Identi.ca pushes forward

Posted Jul 9, 2009 20:52 UTC (Thu) by The_Barbarian (subscriber, #48152) [Link]

We have two good, competing protocols (SIMPLE and Jabber) and one good Open Source implementation on the server side.
Only one? Are we talking about SIMPLE? Because XMPP has eJabberd, Openfire and Tigase which I think could all be called good. Maybe others too, but I don't know much about them.

Ob

Posted Jul 9, 2009 22:48 UTC (Thu) by Baylink (subscriber, #755) [Link]

Of course Skype is still in the lead; eBay has *lots* of money to lose.

If Skype had to stand on its own? Maybe not so much.

Skype vs SIP

Posted Jul 11, 2009 18:50 UTC (Sat) by hingo (guest, #14792) [Link]

Session Initiation Protocol's (SIP) technical superiority and IETF endorsement.

This is debatable. I worked with SIP and use Skype and it was obvious to me that Skype was winning because of it's technical superiority. SIP was initially designed by people who forgot that most internet users are behind a NAT, so they mistakenly built a protocol that embeds IP adresses. So at first it just pure didn't work, then we saw a rising of various addon protocols like STUN and ICE to figure out whether you're behind a NAT or not, but even then it was just complicated. Later SIP would just compicate itself due to the need of being compatible with the legacy phone network, which made the protocol pretty much unreadable. Oh, and do you want a secure encrypted voice call? That standard is pretty recent, key management nonexistent, just like interoperatibility.

All the while Skype will just bypass any corporate firewall by using HTTP tunneling. Installing Skype btw is one of the easiest things I've ever installed (not counting Linux apps of course, which just install themselves from a repo :-) and that is not a bad feat for a telephony app! (The test call to a echo service is pure genius too.) And it was encrypted of course. So while it is unfortunate Skype isn't Open Source, there is a reason it won.

Skype vs SIP

Posted Jul 12, 2009 12:40 UTC (Sun) by Cato (subscriber, #7643) [Link]

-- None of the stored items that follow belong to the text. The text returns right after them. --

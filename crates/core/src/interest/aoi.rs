use std::collections::{HashMap, HashSet};
use std::hash::Hash;

use glam::Vec3;
use serde::{Deserialize, Serialize};

use crate::id::NetworkId;

#[derive(Debug, Clone, Copy, PartialEq, Serialize, Deserialize)]
pub struct Aabb {
    pub min: Vec3,
    pub max: Vec3,
}

impl Aabb {
    pub fn new(min: Vec3, max: Vec3) -> Self {
        Self {
            min: min.min(max),
            max: min.max(max),
        }
    }

    pub fn from_center(center: Vec3, half_extents: Vec3) -> Self {
        let half = half_extents.abs();
        Self {
            min: center - half,
            max: center + half,
        }
    }

    pub fn center(&self) -> Vec3 {
        (self.min + self.max) * 0.5
    }

    pub fn half_extents(&self) -> Vec3 {
        (self.max - self.min) * 0.5
    }

    pub fn overlaps(&self, other: &Aabb) -> bool {
        self.min.cmple(other.max).all() && other.min.cmple(self.max).all()
    }

    pub fn contains_point(&self, point: Vec3) -> bool {
        self.min.cmple(point).all() && point.cmple(self.max).all()
    }

    pub fn union(&self, other: &Aabb) -> Aabb {
        Aabb {
            min: self.min.min(other.min),
            max: self.max.max(other.max),
        }
    }

    pub fn expanded(&self, margin: f32) -> Aabb {
        Aabb {
            min: self.min - Vec3::splat(margin),
            max: self.max + Vec3::splat(margin),
        }
    }

    /// Slab test; returns the entry distance along `direction` if the ray
    /// hits within `max_distance`.
    pub fn ray_intersection(&self, origin: Vec3, direction: Vec3, max_distance: f32) -> Option<f32> {
        let inv = direction.recip();
        let t1 = (self.min - origin) * inv;
        let t2 = (self.max - origin) * inv;
        let near = t1.min(t2);
        let far = t1.max(t2);

        // NaN lanes come from axis-parallel rays starting on a slab face
        let t_enter = [near.x, near.y, near.z]
            .into_iter()
            .filter(|t| !t.is_nan())
            .fold(0.0f32, f32::max);
        let t_exit = [far.x, far.y, far.z]
            .into_iter()
            .filter(|t| !t.is_nan())
            .fold(max_distance, f32::min);

        (t_enter <= t_exit).then_some(t_enter)
    }
}

/// Spatial extent lookup. Entities without an extent pass every AOI test.
pub trait SpatialIndex {
    fn extent(&self, id: NetworkId) -> Option<Aabb>;
}

impl SpatialIndex for HashMap<NetworkId, Aabb> {
    fn extent(&self, id: NetworkId) -> Option<Aabb> {
        self.get(&id).copied()
    }
}

#[derive(Debug, Clone, Copy)]
enum Owner {
    Volume(usize),
    Entity(usize),
}

#[derive(Debug, Clone, Copy)]
struct Endpoint {
    x: f32,
    start: bool,
    owner: Owner,
}

/// Sweep-and-prune over the x axis, confirming overlaps on y and z.
///
/// Returns, per volume key, the entities whose boxes touch it. Sorting the
/// endpoints dominates, so a pass costs O(n log n) plus the overlaps found.
pub fn sweep_and_prune<K: Copy + Eq + Hash>(
    volumes: &[(K, Aabb)],
    entities: &[(NetworkId, Aabb)],
) -> HashMap<K, HashSet<NetworkId>> {
    let mut endpoints = Vec::with_capacity(2 * (volumes.len() + entities.len()));
    for (i, (_, aabb)) in volumes.iter().enumerate() {
        endpoints.push(Endpoint { x: aabb.min.x, start: true, owner: Owner::Volume(i) });
        endpoints.push(Endpoint { x: aabb.max.x, start: false, owner: Owner::Volume(i) });
    }
    for (i, (_, aabb)) in entities.iter().enumerate() {
        endpoints.push(Endpoint { x: aabb.min.x, start: true, owner: Owner::Entity(i) });
        endpoints.push(Endpoint { x: aabb.max.x, start: false, owner: Owner::Entity(i) });
    }
    // starts before ends at equal x, so touching boxes overlap
    endpoints.sort_by(|a, b| a.x.total_cmp(&b.x).then_with(|| b.start.cmp(&a.start)));

    let mut result: HashMap<K, HashSet<NetworkId>> =
        volumes.iter().map(|(key, _)| (*key, HashSet::new())).collect();
    let mut active_volumes: Vec<usize> = Vec::new();
    let mut active_entities: Vec<usize> = Vec::new();

    let overlaps_yz = |a: &Aabb, b: &Aabb| {
        a.min.y <= b.max.y && b.min.y <= a.max.y && a.min.z <= b.max.z && b.min.z <= a.max.z
    };

    for endpoint in endpoints {
        match (endpoint.owner, endpoint.start) {
            (Owner::Volume(v), true) => {
                let (key, volume) = &volumes[v];
                let set = result.entry(*key).or_default();
                for &e in &active_entities {
                    if overlaps_yz(volume, &entities[e].1) {
                        set.insert(entities[e].0);
                    }
                }
                active_volumes.push(v);
            }
            (Owner::Entity(e), true) => {
                let (id, aabb) = &entities[e];
                for &v in &active_volumes {
                    let (key, volume) = &volumes[v];
                    if overlaps_yz(volume, aabb) {
                        result.entry(*key).or_default().insert(*id);
                    }
                }
                active_entities.push(e);
            }
            (Owner::Volume(v), false) => {
                if let Some(pos) = active_volumes.iter().position(|&a| a == v) {
                    active_volumes.swap_remove(pos);
                }
            }
            (Owner::Entity(e), false) => {
                if let Some(pos) = active_entities.iter().position(|&a| a == e) {
                    active_entities.swap_remove(pos);
                }
            }
        }
    }

    result
}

All good points. One other reason why Skype won is voice quality, which is far better than even a clear landline call. This is because it licensed a very high quality codec that is resistant to significant packet loss, and actually encodes more audio information than normal (non-VoIP) phone service, and more than most VoIP codecs. And they still managed to keep the client free (as in beer).

Skype vs SIP

Posted Jul 12, 2009 19:02 UTC (Sun) by hingo (guest, #14792) [Link]

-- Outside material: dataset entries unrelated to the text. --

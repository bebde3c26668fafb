//! Byte-exact codec for the body of a server update.
//!
//! ```text
//! flags:u8 | payload (run-length encoded when UpdateFlags::RLE)
//! payload = kind:u8 tick:u32 [base_tick:u32] [acked_input_tick:u32 input_age:i16]
//!           removed:u16 id:u64* rejections:u16 id:u64*
//!           entities:u16 (id:u64 mask:u32 component_bytes*)*
//! ```
//! Component bytes use the registry layout and appear in ascending kind order.

use std::collections::HashSet;

use bitflags::bitflags;
use serde::{Deserialize, Serialize};

use crate::error::MalformedUpdate;
use crate::id::NetworkId;
use crate::schema::{ComponentKind, ComponentRegistry, ComponentValue, kinds_in_mask};
use crate::store::rle;
use crate::tick::Tick;

#[derive(Debug, Clone, Copy, PartialEq, Eq, Hash, Default, Serialize, Deserialize)]
#[repr(u8)]
pub enum UpdateKind {
    Snapshot = 0,
    #[default]
    Delta = 1,
    Resync = 2,
}

impl UpdateKind {
    pub fn is_full(self) -> bool {
        !matches!(self, Self::Delta)
    }

    fn from_u8(value: u8) -> Result<Self, MalformedUpdate> {
        match value {
            0 => Ok(Self::Snapshot),
            1 => Ok(Self::Delta),
            2 => Ok(Self::Resync),
            other => Err(MalformedUpdate::UnknownKind(other)),
        }
    }
}

bitflags! {
    #[derive(Debug, Clone, Copy, PartialEq, Eq, Default)]
    pub struct UpdateFlags: u8 {
        const RLE = 1 << 0;
        const HAS_BASE = 1 << 1;
        const HAS_INPUT_ACK = 1 << 2;
        /// A full update that holds every entity the client should know.
        const COMPLETE = 1 << 3;
    }
}

/// Clock sample and input acknowledgement piggybacked on an update.
#[derive(Debug, Clone, Copy, PartialEq, Eq, Serialize, Deserialize)]
pub struct InputAck {
    pub tick: Tick,
    /// Ticks the server held that input before consuming it.
    pub age: i16,
}

#[derive(Debug, Clone, Copy, PartialEq, Eq)]
pub struct UpdateHeader {
    pub kind: UpdateKind,
    pub tick: Tick,
    pub base_tick: Option<Tick>,
    pub input_ack: Option<InputAck>,
}

#[derive(Debug, Clone, PartialEq)]
pub struct DecodedEntity {
    pub id: NetworkId,
    pub components: Vec<(ComponentKind, ComponentValue)>,
}

#[derive(Debug, Clone, PartialEq, Default)]
pub struct DecodedUpdate {
    pub kind: UpdateKind,
    pub tick: Tick,
    pub base_tick: Option<Tick>,
    pub input_ack: Option<InputAck>,
    pub complete: bool,
    pub removed: Vec<NetworkId>,
    pub spawn_rejections: Vec<NetworkId>,
    pub entities: Vec<DecodedEntity>,
}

Yup, I'm a fan of iLBC too. I think some SIP-VoIP clients used that too though, so it is not that Skype had this exclusively to themselves. But yes, the quality is great.

Skype vs SIP

Posted Jul 16, 2009 3:52 UTC (Thu) by salimma (subscriber, #34460) [Link]

Happily, Jabber clients can soon provide a free and open replacement for Skype. Google Talk is audio-interoperable with any clients that use libjingle (currently, Empathy and the Nokia N8x0 IM client), and all of them support the free Speex codec.

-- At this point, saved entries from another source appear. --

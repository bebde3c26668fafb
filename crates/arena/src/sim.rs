use log::{debug, trace};
use tessera::prediction::PredictionContext;
use tessera::{ComponentValue, NetworkId, PlayerId, Simulation, Tick};

use crate::input::{ArenaInput, Buttons};
use crate::rules::ArenaRules;
use crate::schema::ArenaSchema;

/// Client-side arena gameplay under prediction: moves the local avatar,
/// flies projectiles and predicts thrown ones.
#[derive(Debug, Clone)]
pub struct ArenaSim {
    schema: ArenaSchema,
    rules: ArenaRules,
    player: PlayerId,
}

impl ArenaSim {
    pub fn new(schema: ArenaSchema, rules: ArenaRules, player: PlayerId) -> Self {
        Self {
            schema,
            rules,
            player,
        }
    }

    pub fn schema(&self) -> &ArenaSchema {
        &self.schema
    }

    /// The entity this player steers, if the server created it yet.
    pub fn avatar(&self, ctx: &PredictionContext<'_>) -> Option<NetworkId> {
        ctx.ids().find(|&id| {
            ctx.read(id, self.schema.controller)
                .and_then(ComponentValue::as_u32)
                == Some(self.player as u32)
        })
    }
}

impl Simulation for ArenaSim {
    type Input = ArenaInput;

    fn step(&mut self, ctx: &mut PredictionContext<'_>, tick: Tick, input: &ArenaInput) {
        let s = &self.schema;
        let projectiles: Vec<(NetworkId, ComponentValue, ComponentValue)> = ctx
            .ids()
            .filter_map(|id| {
                let at = ctx.read(id, s.position)?.clone();
                let velocity = ctx.read(id, s.velocity)?.clone();
                Some((id, at, velocity))
            })
            .collect();
        for (id, at, velocity) in projectiles {
            let (Some(at), Some(velocity)) = (at.as_vec3(), velocity.as_vec3()) else {
                continue;
            };
            match self.rules.move_projectile(at, velocity) {
                Some(next) => ctx.write(id, s.position, ComponentValue::from_vec3(next)),
                None => {
                    trace!("tick {tick}: projectile {id} left the arena");
                    ctx.despawn(id);
                }
            }
        }

        let Some(avatar) = self.avatar(ctx) else {
            return;
        };
        let Some(at) = ctx.read(avatar, s.position).and_then(ComponentValue::as_vec3) else {
            return;
        };
        let next = self.rules.move_avatar(at, input);
        ctx.write(avatar, s.position, ComponentValue::from_vec3(next));

        if input.buttons.contains(Buttons::THROW) {
            let Some(id) = ctx.spawn() else {
                debug!("player {}: throw at tick {tick} not predicted", self.player);
                return;
            };
            let velocity = self.rules.throw_velocity(input);
            debug!("tick {tick}: predicted throw {id} at {velocity}");
            ctx.write(id, s.position, ComponentValue::from_vec3(next + self.rules.muzzle()));
            ctx.write(id, s.velocity, ComponentValue::from_vec3(velocity));
        }
    }

    fn encode_input(&self, input: &ArenaInput) -> Vec<u8> {
        input.encode()
    }
}

#[cfg(test)]
mod tests {
    use super::*;
    use glam::Vec3;
    use tessera::net::{UpdateHeader, UpdateKind, UpdateWriter, decode_update};
    use tessera::prediction::Authoritative;
    use tessera::{IdAllocator, OwnerTag, PredictionConfig, PredictionEngine, PredictionTag};

    fn snapshot(schema: &ArenaSchema, avatar: NetworkId, tick: Tick) -> tessera::net::DecodedUpdate {
        let registry = &schema.registry;
        let header = UpdateHeader {
            kind: UpdateKind::Snapshot,
            tick,
            base_tick: None,
            input_ack: None,
        };
        let mut writer = UpdateWriter::begin(registry, &header, &[], &[], 1024);
        let position = registry
            .encode(schema.position, &ComponentValue::from_vec3(Vec3::ZERO))
            .unwrap();
        let controller = registry
            .encode(schema.controller, &ComponentValue::from_u32(3))
            .unwrap();
        assert!(writer.try_push(
            avatar,
            &[(schema.position, position.as_slice()), (schema.controller, controller.as_slice())]
        ));
        writer.set_complete(true);
        decode_update(&writer.finish(), registry, 4096).unwrap()
    }

    #[test]
    fn test_moves_avatar_and_predicts_throw() {
        let schema = ArenaSchema::new().unwrap();
        let rules = ArenaRules::default();
        let mut sim = ArenaSim::new(schema.clone(), rules.clone(), 3);
        let mut engine: PredictionEngine<ArenaSim> =
            PredictionEngine::new(3, &PredictionConfig::default()).unwrap();
        let avatar = IdAllocator::new(OwnerTag::SERVER).allocate().unwrap();
        assert_eq!(engine.on_authoritative(&snapshot(&schema, avatar, 10)), Authoritative::Baseline);

        let input = ArenaInput {
            buttons: Buttons::THROW,
            move_x: 127,
            move_z: 0,
        };
        engine.simulate(&mut sim, 11, input);

        let moved = engine
            .predicted()
            .get(avatar, schema.position)
            .and_then(ComponentValue::as_vec3)
            .unwrap();
        assert!((moved.x - rules.move_speed * rules.dt()).abs() < 0.02);
        assert_eq!(engine.tag(avatar), PredictionTag::Predicted);

        let thrown: Vec<NetworkId> = engine
            .predicted()
            .ids()
            .filter(|id| !id.owner().is_server())
            .collect();
        assert_eq!(thrown.len(), 1);
        assert_eq!(engine.tag(thrown[0]), PredictionTag::Predicted);
        assert!(engine.predicted().get(thrown[0], schema.velocity).is_some());
    }
}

Video is another matter, as Google Talk uses only H.264, but Empathy and the Nokia client support video calls between each other too.

Skype vs SIP

Posted Jul 16, 2009 9:15 UTC (Thu) by muwlgr (guest, #35359) [Link]

For Jabber/XMPP implementations, just give me this distributed chat synchronization like the one I get using Skype. Before that, it is just not worth discussing.